= Work to complete =
The answer must be every line of the records below that holds the word "title".

[Information supplied — start]

//! Function descriptors and the per-assistant registry

use futures::future::BoxFuture;
use futures::FutureExt;
use schemars::JsonSchema;
use serde::de::DeserializeOwned;
use serde_json::{json, Value};
use std::future::Future;
use std::sync::Arc;
use tracing::{debug, warn};

use crate::agents::domain::{AssistantResponse, ToolDefinition};
use crate::agents::error::{AgentError, AgentResult};
use crate::agents::session::Session;

/// Per-call context handed to every executor
#[derive(Debug, Clone)]
pub struct FunctionContext {
    session: Session,
}

impl FunctionContext {
    pub fn new(session: Session) -> Self {
        Self { session }
    }

    /// Session every nested completion call must go through
    pub fn session(&self) -> &Session {
        &self.session
    }
}

pub type FunctionExecutor =
    Arc<dyn Fn(Value, FunctionContext) -> BoxFuture<'static, AgentResult<AssistantResponse>> + Send + Sync>;

pub type EligibilityPredicate = Arc<dyn Fn() -> BoxFuture<'static, bool> + Send + Sync>;

/// A function an assistant offers to the model
#[derive(Clone)]
pub struct FunctionDescriptor {
    name: String,
    description: String,
    parameters: Value,
    terminal: bool,
    executor: FunctionExecutor,
    eligibility: Option<EligibilityPredicate>,
}

impl FunctionDescriptor {
    /// Create a descriptor over raw JSON arguments
    pub fn new<F, Fut>(
        name: impl Into<String>,
        description: impl Into<String>,
        parameters: Value,
        executor: F,
    ) -> Self
    where
        F: Fn(Value, FunctionContext) -> Fut + Send + Sync + 'static,
        Fut: Future<Output = AgentResult<AssistantResponse>> + Send + 'static,
    {
        Self {
            name: name.into(),
            description: description.into(),
            parameters,
            terminal: false,
            executor: Arc::new(move |args, ctx| executor(args, ctx).boxed()),
            eligibility: None,
        }
    }

    /// Create a descriptor whose arguments deserialize into `A`
    ///
    /// The parameter schema is derived from `A`.
    pub fn typed<A, F, Fut>(name: impl Into<String>, description: impl Into<String>, executor: F) -> Self
    where
        A: DeserializeOwned + JsonSchema + Send + 'static,
        F: Fn(A, FunctionContext) -> Fut + Send + Sync + 'static,
        Fut: Future<Output = AgentResult<AssistantResponse>> + Send + 'static,
    {
        let name = name.into();
        let function = name.clone();
        let executor: FunctionExecutor = Arc::new(move |args, ctx| match serde_json::from_value::<A>(args) {
            Ok(parsed) => executor(parsed, ctx).boxed(),
            Err(e) => {
                let error = AgentError::InvalidArguments {
                    function: function.clone(),
                    reason: e.to_string(),
                };
                async move { Err::<AssistantResponse, _>(error) }.boxed()
            }
        });

        Self {
            name,
            description: description.into(),
            parameters: parameters_schema::<A>(),
            terminal: false,
            executor,
            eligibility: None,
        }
    }

    /// Mark the function as ending the cycle whenever it is called
    pub fn terminal(mut self) -> Self {
        self.terminal = true;
        self
    }

    /// Offer the function only while `predicate` resolves to true
    pub fn eligible_when<P, Fut>(mut self, predicate: P) -> Self
    where
        P: Fn() -> Fut + Send + Sync + 'static,
        Fut: Future<Output = bool> + Send + 'static,
    {
        self.eligibility = Some(Arc::new(move || predicate().boxed()));
        self
    }

    pub fn name(&self) -> &str {
        &self.name
    }

    pub fn description(&self) -> &str {
        &self.description
    }

    pub fn parameters(&self) -> &Value {
        &self.parameters
    }

    pub fn is_terminal(&self) -> bool {
        self.terminal
    }

    pub async fn is_eligible(&self) -> bool {
        match &self.eligibility {
            Some(predicate) => predicate().await,
            None => true,
        }
    }

    /// Definition sent to the completion service
    pub fn definition(&self) -> ToolDefinition {
        ToolDefinition::new(&self.name, &self.description, self.parameters.clone())
    }

    async fn invoke(&self, arguments: Value, ctx: FunctionContext) -> AgentResult<AssistantResponse> {
        (self.executor)(arguments, ctx).await
    }
}

impl std::fmt::Debug for FunctionDescriptor {
    fn fmt(&self, f: &mut std::fmt::Formatter<'_>) -> std::fmt::Result {
        f.debug_struct("FunctionDescriptor")
            .field("name", &self.name)
            .field("terminal", &self.terminal)
            .field("conditional", &self.eligibility.is_some())
            .finish()
    }
}

/// JSON schema of `A` without the draft and title noise
pub fn parameters_schema<A: JsonSchema>() -> Value {
    let schema = schemars::schema_for!(A);
    let mut value = serde_json::to_value(&schema).unwrap_or_else(|_| json!({ "type": "object" }));
    if let Some(obj) = value.as_object_mut() {
        obj.remove("$schema");
        obj.remove("title");
    }
    value
}

/// Functions of one assistant, in registration order
#[derive(Debug, Default, Clone)]
pub struct FunctionRegistry {
    owner: String,
    functions: Vec<FunctionDescriptor>,
}

impl FunctionRegistry {
    pub fn new(owner: impl Into<String>) -> Self {
        Self {
            owner: owner.into(),
            functions: Vec::new(),
        }
    }

    /// Register a function; a later registration with the same name replaces it
    pub fn register(&mut self, descriptor: FunctionDescriptor) {
        if let Some(existing) = self
            .functions
            .iter_mut()
            .find(|f| f.name.eq_ignore_ascii_case(&descriptor.name))
        {
            warn!(assistant = %self.owner, function = %descriptor.name, "Replacing registered function");
            *existing = descriptor;
        } else {
            self.functions.push(descriptor);
        }
    }

    pub fn get(&self, name: &str) -> Option<&FunctionDescriptor> {
        self.functions.iter().find(|f| f.name.eq_ignore_ascii_case(name))
    }

    pub fn len(&self) -> usize {
        self.functions.len()
    }

    pub fn is_empty(&self) -> bool {
        self.functions.is_empty()
    }

    /// Functions whose predicate currently passes
    pub async fn list_eligible(&self) -> Vec<FunctionDescriptor> {
        let mut eligible = Vec::with_capacity(self.functions.len());
        for function in &self.functions {
            if function.is_eligible().await {
                eligible.push(function.clone());
            }
        }
        eligible
    }

    /// Execute a function by name
    pub async fn execute(
        &self,
        name: &str,
        arguments: Value,
        ctx: FunctionContext,
    ) -> AgentResult<AssistantResponse> {
        let function = self
            .get(name)
            .ok_or_else(|| AgentError::FunctionNotFound(name.to_string()))?;

        let arguments = if arguments.is_null() { json!({}) } else { arguments };
        let rendered = arguments.to_string();
        debug!(assistant = %self.owner, function = %function.name, arguments = %rendered, "Executing function");

        function.invoke(arguments, ctx).await.map_err(|e| {
            if e.is_interruption() {
                e
            } else {
                AgentError::ExecutorFailure {
                    function: function.name.clone(),
                    arguments: rendered,
                    source: Box::new(e),
                }
            }
        })
    }
}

[Information supplied — finish]

= Response to this exercise =
/// JSON schema of `A` without the draft and title noise
        obj.remove("title");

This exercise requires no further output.